In risposta a questa problematica, la Fillea Cgil Brianza, in collaborazione con la Camera del Lavoro di Monza e Brianza, ha lanciato una campagna informativa destinata ai lavoratori dei cantieri. L’iniziativa, avviata il 13 luglio scorso, ha come obiettivo non solo quello di sensibilizzare sui rischi legati al caldo, ma anche di fornire strumenti pratici per un adeguato raffrescamento.

Impegno per la salute e sicurezza

“I nostri funzionari sindacali sono attivi tutto l’anno per garantire la salute e la sicurezza dei lavoratori nei cantieri e nelle aziende”, afferma Maria Ciociola, segretaria generale della Fillea Cgil Brianza. “In queste settimane stiamo intensificando le visite nei cantieri per sensibilizzare sui pericoli dello stress termico e della disidratazione”.

Denuncia dei malori da calore

“È fondamentale considerare il malore da calore come un infortunio e denunciarlo come tale. I nostri rappresentanti sindacali si recano direttamente nei cantieri per promuovere la prevenzione e ricordare alle aziende i loro obblighi normativi, inclusi i limiti orari di lavoro”, sottolinea Ciociola.

Rischi legati alle alte temperature

“Le temperature elevate possono causare cali di attenzione, vertigini e aumentare il rischio di incidenti, come cadute dall’alto o infortuni legati ai macchinari. Inoltre, sono possibili colpi di calore, infarti e arresti cardiaci a causa di sforzi eccessivi”, aggiunge la segretaria generale della Fillea in Brianza.

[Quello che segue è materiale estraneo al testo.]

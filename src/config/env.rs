//! Environment variable overrides for configuration.
//!
//! Supports overriding config values with environment variables:
//! - `MODERATION_DISCORD_TOKEN` - Discord bot token
//! - `MODERATION_BROKER_ADDRESS` - broker `host:port`
//! - `MODERATION_BROKER_USER` - broker username
//! - `MODERATION_BROKER_PASSWORD` - broker password
//! - `MODERATION_STORE_FILE` - IP range store snapshot file
//! - `MODERATION_ADDRESS_CHANNEL_MAPPING` - extra links, `addr->channel,addr->channel`
//! - `MODERATION_PAIR_DELIMITER` / `MODERATION_KEY_VALUE_DELIMITER` - mapping syntax

use std::env;

use crate::common::error::ConfigError;
use crate::config::types::{Config, LinkConfig};

/// Environment variable prefix for all config overrides.
const ENV_PREFIX: &str = "MODERATION";

const DEFAULT_PAIR_DELIMITER: &str = ",";
const DEFAULT_KEY_VALUE_DELIMITER: &str = "->";

fn var(name: &str) -> Option<String> {
    env::var(format!("{}_{}", ENV_PREFIX, name)).ok()
}

/// Apply environment variable overrides to a config.
///
/// Links from the mapping variable are appended to the configured ones.
pub fn apply_env_overrides(mut config: Config) -> Result<Config, ConfigError> {
    if let Some(token) = var("DISCORD_TOKEN") {
        config.discord.token = token;
    }

    // Broker
    if let Some(address) = var("BROKER_ADDRESS") {
        config.broker.address = address;
    }
    if let Some(username) = var("BROKER_USER") {
        config.broker.username = username;
    }
    if let Some(password) = var("BROKER_PASSWORD") {
        config.broker.password = password;
    }

    if let Some(store_file) = var("STORE_FILE") {
        config.vpn.store_file = store_file;
    }

    if let Some(mapping) = var("ADDRESS_CHANNEL_MAPPING") {
        let pair_delimiter = var("PAIR_DELIMITER").unwrap_or_else(|| DEFAULT_PAIR_DELIMITER.to_string());
        let key_value_delimiter =
            var("KEY_VALUE_DELIMITER").unwrap_or_else(|| DEFAULT_KEY_VALUE_DELIMITER.to_string());
        let links = parse_mapping(&mapping, &pair_delimiter, &key_value_delimiter)?;
        config.discord.links.extend(links);
    }

    Ok(config)
}

/// Parse `addr->channel,addr->channel` into links.
///
/// Empty pairs are skipped, so a trailing delimiter is fine.
pub fn parse_mapping(
    mapping: &str,
    pair_delimiter: &str,
    key_value_delimiter: &str,
) -> Result<Vec<LinkConfig>, ConfigError> {
    let invalid = |message: String| ConfigError::InvalidValue {
        field: format!("{}_ADDRESS_CHANNEL_MAPPING", ENV_PREFIX),
        message,
    };

    if pair_delimiter.is_empty() || key_value_delimiter.is_empty() {
        return Err(invalid("delimiters must not be empty".to_string()));
    }

    let mut links = Vec::new();
    for pair in mapping.split(pair_delimiter) {
        let pair = pair.trim();
        if pair.is_empty() {
            continue;
        }

        let (address, channel) = pair
            .split_once(key_value_delimiter)
            .ok_or_else(|| invalid(format!("'{}' is missing '{}'", pair, key_value_delimiter)))?;
        let channel = channel
            .trim()
            .parse::<u64>()
            .map_err(|e| invalid(format!("'{}' has an invalid channel id: {}", pair, e)))?;

        links.push(LinkConfig {
            address: address.trim().to_string(),
            channel,
        });
    }
    Ok(links)
}

/// Check if any sensitive environment variables are set but empty.
///
/// Returns a list of variable names that are set but empty.
pub fn check_empty_env_vars() -> Vec<String> {
    let vars = [
        format!("{}_DISCORD_TOKEN", ENV_PREFIX),
        format!("{}_BROKER_PASSWORD", ENV_PREFIX),
    ];

    vars.into_iter()
        .filter(|var| env::var(var).map(|v| v.is_empty()).unwrap_or(false))
        .collect()
}

/// Get the config file path from environment or use default.
///
/// Checks `MODERATION_CONFIG` environment variable, otherwise returns "moderation.conf".
pub fn get_config_path() -> String {
    var("CONFIG").unwrap_or_else(|| "moderation.conf".to_string())
}
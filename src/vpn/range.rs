//! IPv4 ranges and blacklist line parsing.

use std::fmt;
use std::net::Ipv4Addr;
use std::sync::LazyLock;

use fancy_regex::Regex;

use crate::common::error::StoreError;

/// `<range> [# reason]`; group 1 is the range, group 3 the reason.
static LINE_PATTERN: LazyLock<Regex> = LazyLock::new(|| {
    Regex::new(r"^\s*([0-9\.\-\/]+)\s*(#\s*(.*\S)?\s*)?$").expect("line pattern is a valid regex")
});

/// Inclusive range of IPv4 addresses.
#[derive(Debug, Clone, Copy, PartialEq, Eq, Hash)]
pub struct IpRange {
    pub start: u32,
    pub end: u32,
}

impl IpRange {
    pub fn single(ip: Ipv4Addr) -> Self {
        let ip = u32::from(ip);
        Self { start: ip, end: ip }
    }

    /// Parse `a.b.c.d`, `a.b.c.d/n` or `a.b.c.d-e.f.g.h`.
    pub fn parse(range: &str) -> Result<Self, StoreError> {
        let invalid = || StoreError::InvalidRange {
            range: range.to_string(),
        };
        let range = range.trim();

        if let Some((network, bits)) = range.split_once('/') {
            let network: Ipv4Addr = network.trim().parse().map_err(|_| invalid())?;
            let bits: u32 = bits.trim().parse().map_err(|_| invalid())?;
            if bits > 32 {
                return Err(invalid());
            }
            let mask = if bits == 0 { 0 } else { u32::MAX << (32 - bits) };
            let start = u32::from(network) & mask;
            return Ok(Self {
                start,
                end: start | !mask,
            });
        }

        if let Some((first, last)) = range.split_once('-') {
            let start: Ipv4Addr = first.trim().parse().map_err(|_| invalid())?;
            let end: Ipv4Addr = last.trim().parse().map_err(|_| invalid())?;
            let (start, end) = (u32::from(start), u32::from(end));
            if start > end {
                return Err(invalid());
            }
            return Ok(Self { start, end });
        }

        let ip: Ipv4Addr = range.parse().map_err(|_| invalid())?;
        Ok(Self::single(ip))
    }
}

impl fmt::Display for IpRange {
    fn fmt(&self, f: &mut fmt::Formatter<'_>) -> fmt::Result {
        if self.start == self.end {
            write!(f, "{}", Ipv4Addr::from(self.start))
        } else {
            write!(f, "{}-{}", Ipv4Addr::from(self.start), Ipv4Addr::from(self.end))
        }
    }
}

/// Split a list line into its range text and optional trailing `# reason`.
///
/// Returns `None` for blank lines, comment-only lines and anything else that
/// does not look like a range.
pub fn parse_line(line: &str) -> Option<(&str, Option<&str>)> {
    let captures = LINE_PATTERN.captures(line).ok()??;
    let range = captures.get(1)?.as_str().trim();
    let reason = captures
        .get(3)
        .map(|m| m.as_str().trim())
        .filter(|reason| !reason.is_empty());
    Some((range, reason))
}

#[cfg(test)]
mod tests {
    use super::*;

    fn ip(text: &str) -> u32 {
        u32::from(text.parse::<Ipv4Addr>().unwrap())
    }

    #[test]
    fn test_parse_single_ip() {
        let range = IpRange::parse("1.2.3.4").unwrap();
        assert_eq!(range.start, ip("1.2.3.4"));
        assert_eq!(range.end, ip("1.2.3.4"));
    }

    #[test]
    fn test_parse_cidr_masks_host_bits() {
        let range = IpRange::parse("1.2.3.77/24").unwrap();
        assert_eq!(range.start, ip("1.2.3.0"));
        assert_eq!(range.end, ip("1.2.3.255"));

        let everything = IpRange::parse("0.0.0.0/0").unwrap();
        assert_eq!((everything.start, everything.end), (0, u32::MAX));
    }

    #[test]
    fn test_parse_dash_range() {
        let range = IpRange::parse("10.0.0.1-10.0.0.9").unwrap();
        assert_eq!((range.start, range.end), (ip("10.0.0.1"), ip("10.0.0.9")));
    }

    #[test]
    fn test_parse_rejects_garbage() {
        for range in ["1.2.3", "1.2.3.4/33", "10.0.0.9-10.0.0.1", "256.0.0.1", "1.2.3.4/", ""] {
            assert!(IpRange::parse(range).is_err(), "{} should be rejected", range);
        }
    }

    #[test]
    fn test_parse_line_with_reason() {
        assert_eq!(
            parse_line("1.2.3.0/24 # suspicious"),
            Some(("1.2.3.0/24", Some("suspicious")))
        );
        assert_eq!(
            parse_line("  5.6.7.8   #   hosting provider  "),
            Some(("5.6.7.8", Some("hosting provider")))
        );
    }

    #[test]
    fn test_parse_line_without_reason() {
        assert_eq!(parse_line("5.6.7.8"), Some(("5.6.7.8", None)));
        assert_eq!(parse_line("5.6.7.8 #"), Some(("5.6.7.8", None)));
        assert_eq!(parse_line("5.6.7.8#   "), Some(("5.6.7.8", None)));
    }

    #[test]
    fn test_parse_line_skips_non_ranges() {
        assert_eq!(parse_line(""), None);
        assert_eq!(parse_line("   "), None);
        assert_eq!(parse_line("# just a comment"), None);
        assert_eq!(parse_line("example.com"), None);
    }
}
//! Plain-text overview of a parsed model.
//!
//! Used by the `rpcidl` binary to show what a document resolved to.

use rpcidl_schema::{Model, ParamType};
use std::fmt::Write;

/// Renders a short, human-readable description of a parameter type.
#[must_use]
pub fn describe_type(param_type: &ParamType) -> String {
    match param_type {
        ParamType::Boolean(_) => "Boolean".to_string(),
        ParamType::Integer(t) => with_range("Integer", t.min_value, t.max_value),
        ParamType::Float(t) => with_range("Float", t.min_value, t.max_value),
        ParamType::String(t) => with_range("String", t.min_length, t.max_length),
        ParamType::Array(array) => {
            let inner = describe_type(&array.element_type);
            with_range(&format!("Array<{inner}>"), array.min_size, array.max_size)
        }
        ParamType::Enum(e) => format!("enum {}", e.name()),
        ParamType::EnumSubset(subset) => {
            let allowed: Vec<&str> = subset
                .allowed_elements
                .keys()
                .map(String::as_str)
                .collect();
            format!("enum {} {{{}}}", subset.enum_ref.name(), allowed.join(", "))
        }
        ParamType::Struct(s) => format!("struct {}", s.name()),
    }
}

fn with_range<T: std::fmt::Display>(name: &str, min: Option<T>, max: Option<T>) -> String {
    match (min, max) {
        (None, None) => name.to_string(),
        (min, max) => format!(
            "{name}[{}..{}]",
            min.map(|v| v.to_string()).unwrap_or_default(),
            max.map(|v| v.to_string()).unwrap_or_default()
        ),
    }
}

/// Renders every enum, struct and function of a model.
#[must_use]
pub fn render(model: &Model) -> String {
    let mut out = String::new();

    for (key, value) in model.params() {
        let _ = writeln!(out, "param {key} = {value}");
    }

    for enum_def in model.enums().values() {
        let _ = writeln!(out, "enum {} ({} elements)", enum_def.name(), enum_def.elements.len());
        for element in enum_def.elements.values() {
            match element.value {
                Some(value) => {
                    let _ = writeln!(out, "    {} = {}", element.primary_name(), value);
                }
                None => {
                    let _ = writeln!(out, "    {}", element.primary_name());
                }
            }
        }
    }

    for struct_def in model.structs().values() {
        let _ = writeln!(out, "struct {}", struct_def.name());
        for member in struct_def.members().values() {
            let optional = if member.is_mandatory { "" } else { "?" };
            let _ = writeln!(
                out,
                "    {}{}: {}",
                member.name(),
                optional,
                describe_type(&member.param_type)
            );
        }
    }

    for function in model.functions().values() {
        let _ = writeln!(
            out,
            "function {} [{} / {}]",
            function.name(),
            function.function_id.name(),
            function.message_type.name()
        );
        for param in function.params.values() {
            let optional = if param.is_mandatory { "" } else { "?" };
            let _ = writeln!(
                out,
                "    {}{}: {}",
                param.name(),
                optional,
                describe_type(&param.param_type)
            );
        }
    }

    out
}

Richieste per una legge nazionale

“Attualmente, la protezione dei lavoratori è insufficiente e rimane solo sulla carta”, denuncia Ciociola. “Chiediamo l’adozione di una legge organica nazionale per tutelare la salute degli operai, che preveda la sospensione dei lavori all’aperto durante le ore più calde nei giorni con previsioni di rischio elevato. È necessario eliminare le deroghe per i lavori di pubblica utilità e garantire l’accesso alla Cassa Integrazione Guadagni Ordinaria quando la temperatura supera i 35 gradi”.

Misure di prevenzione da attuare

“È essenziale diffondere linee guida di prevenzione nei cantieri. Le attività più faticose dovrebbero essere programmate nelle ore fresche del mattino o della sera, e devono essere allestiti gazebi o coperture per proteggere i lavoratori dal sole durante i turni e le pause. Inoltre, è fondamentale garantire acqua fresca e aree ventilate per le pause, informando i lavoratori sui sintomi dello stress da calore per facilitare il monitoraggio reciproco della salute”, conclude Ciociola.

Responsabilità delle imprese committenti

“Le imprese committenti, sia pubbliche che private, non si assumono la responsabilità di garantire non solo l’applicazione delle normative, ma anche la sicurezza e il benessere dei lavoratori”, afferma Federica Cattaneo, segretaria della Cgil Monza Brianza. “Le committenti dovrebbero attuare interventi tempestivi nei cantieri affidati, ma spesso ignorano questa responsabilità”, conclude Cattaneo.